MixLuv is a new subscription-based cloud platform that’s launching on Kickstarter.
The idea is to give musicians who have a part of a song a way to share that part and express what they are looking for to make it whole.
For example, say you play keyboard and sing. If you had a song and recorded those two tracks, you could post them and say you were looking for some guitar and drums.
In order to incentivize that sharing, the system also makes it possible to publish music, sell it and distribute royalties to all contributors. So this isn’t just a sort of Kumbaya, “let’s make something together” project. It’s meant to expand musicians’ capacity to do this stuff as a business.
Support by Nov. 19The pain point the team is solving corresponds somewhat to the pain point GitHub has been solving for developers.
“We want to bring the social music creation process a platform to ease the disconnect of fragmented messaging, mix version management, and collaboration communications headaches,” Mike Zolfo, head of product for the project, told us via email.

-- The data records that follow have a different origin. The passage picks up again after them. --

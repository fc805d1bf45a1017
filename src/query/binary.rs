//! `Not`, the two-operand queries and `ConstantScore`.

use crate::error::Result;
use crate::matching::{ConstantMatcher, InverseMatcher, Matcher};
use crate::query::{Query, boosted};
use crate::reader::{IndexReader, SegmentReader};
use crate::search::{SearchContext, Searcher};

pub(crate) fn not_matcher(
    query: &Query,
    boost: f32,
    searcher: &Searcher,
    leaf: &SegmentReader,
    context: &SearchContext,
) -> Result<Matcher> {
    let child = query.matcher(searcher, leaf, context)?;
    let inverse = InverseMatcher::new(child, leaf.doc_count_all()?, leaf.deleted())?;
    Ok(boosted(inverse, boost))
}

pub(crate) fn and_not_matcher(
    a: &Query,
    b: &Query,
    boost: f32,
    searcher: &Searcher,
    leaf: &SegmentReader,
    context: &SearchContext,
) -> Result<Matcher> {
    let a = a.matcher(searcher, leaf, context)?;
    if !a.is_active() {
        return Ok(Matcher::Null);
    }
    let b = b.matcher(searcher, leaf, context)?;
    let matcher = if b.is_active() {
        Matcher::and_not(a, b)?
    } else {
        a
    };
    Ok(boosted(matcher, boost))
}

pub(crate) fn require_matcher(
    a: &Query,
    b: &Query,
    boost: f32,
    searcher: &Searcher,
    leaf: &SegmentReader,
    context: &SearchContext,
) -> Result<Matcher> {
    let a = a.matcher(searcher, leaf, context)?;
    if !a.is_active() {
        return Ok(Matcher::Null);
    }
    let b = b.matcher(searcher, leaf, context)?;
    if !b.is_active() {
        return Ok(Matcher::Null);
    }
    Ok(boosted(Matcher::require(a, b)?, boost))
}

pub(crate) fn and_maybe_matcher(
    a: &Query,
    b: &Query,
    boost: f32,
    searcher: &Searcher,
    leaf: &SegmentReader,
    context: &SearchContext,
) -> Result<Matcher> {
    let a = a.matcher(searcher, leaf, context)?;
    if !a.is_active() {
        return Ok(Matcher::Null);
    }
    let b = b.matcher(searcher, leaf, context)?;
    let matcher = if b.is_active() {
        Matcher::and_maybe(a, b)?
    } else {
        a
    };
    Ok(boosted(matcher, boost))
}

/// `a` when it matches anywhere in the searched index, else `b`. The choice is
/// made over the whole index so every segment compiles the same side.
pub(crate) fn otherwise_matcher(
    a: &Query,
    b: &Query,
    boost: f32,
    searcher: &Searcher,
    leaf: &SegmentReader,
    context: &SearchContext,
) -> Result<Matcher> {
    let chosen = if searcher.has_matches(a, context)? { a } else { b };
    Ok(boosted(chosen.matcher(searcher, leaf, context)?, boost))
}

pub(crate) fn constant_matcher(
    query: &Query,
    score: f32,
    searcher: &Searcher,
    leaf: &SegmentReader,
    context: &SearchContext,
) -> Result<Matcher> {
    let child = query.matcher(searcher, leaf, context)?;
    if !child.is_active() {
        return Ok(Matcher::Null);
    }
    Ok(ConstantMatcher::new(child, score))
}

#[cfg(test)]
mod tests {
    use crate::query::Query;
    use crate::reader::testing;

    #[test]
    fn test_binary_queries() {
        let docs: &[&str] = &["alpha gamma", "beta gamma", "gamma", "alpha"];
        let searcher = testing::searcher(&[&docs[..2], &docs[2..]]);
        let term = |t: &str| Query::term("body", t);
        let ids = |q: &Query| searcher.docs_for_query(q).unwrap();

        assert_eq!(ids(&Query::and_not(term("gamma"), term("alpha"))), vec![1, 2]);
        assert_eq!(ids(&Query::require(term("gamma"), term("alpha"))), vec![0]);
        assert_eq!(ids(&Query::and_maybe(term("gamma"), term("alpha"))), vec![0, 1, 2]);
        assert_eq!(ids(&Query::not(term("gamma"))), vec![3]);
        assert_eq!(ids(&Query::otherwise(term("delta"), term("beta"))), vec![1]);
        assert_eq!(ids(&Query::otherwise(term("beta"), term("gamma"))), vec![1]);
        assert_eq!(ids(&Query::constant_score(term("alpha"), 2.0)), vec![0, 3]);
    }

    #[test]
    fn test_constant_score() {
        let searcher = testing::searcher(&[&["alpha alpha", "alpha beta gamma"]]);
        let results = searcher
            .search(&Query::constant_score(Query::term("body", "alpha"), 2.5), 10)
            .unwrap();
        assert_eq!(results.len(), 2);
        assert!(results.hits().iter().all(|hit| hit.score == Some(2.5)));
    }

    #[test]
    fn test_and_maybe_scores() {
        let searcher = testing::searcher(&[&["alpha", "alpha beta"]]);
        let results = searcher
            .search(
                &Query::and_maybe(Query::term("body", "alpha"), Query::term("body", "beta")),
                10,
            )
            .unwrap();
        assert_eq!(results.docnum(0), Some(1));
    }
}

When people are working on a track together, you end up with lots and lots of versions of the mix. It can get hard to find your versions across various laptops, Dropboxes and whatnot. The idea here is that all those versions can be kept in one place built for music, which gives collaborators “the ability for all stakeholders to provide feedback at every step along the way, our messaging and alerting components would allow for this,” Zolfo told us.
Up to this point, it reminds us somewhat of BandHub, the YouTube based platform for remote musicians to jam together.
The reward levels of the Kickstarter campaign allow you to preorder memberships. The levels of membership correspond to the amount of data you can store in the system. Memberships range from free to $125 a year.
Zolfo used the phrase “minimum viable product” several times in describing where the project is now. As MixLuv builds out, in may go deeper into the area of royalties management and sound mixing. For now it’s keeping those elements simple. Musicians will still have to take shared tracks offline and edit them locally, for now. Moving all that into the cloud would be a huge undertaking.
Zolfo described MixLuv’s team as “a dozen or so.” The team is talking with potential investors now, he said. Much of the team is working from Clinton Hill.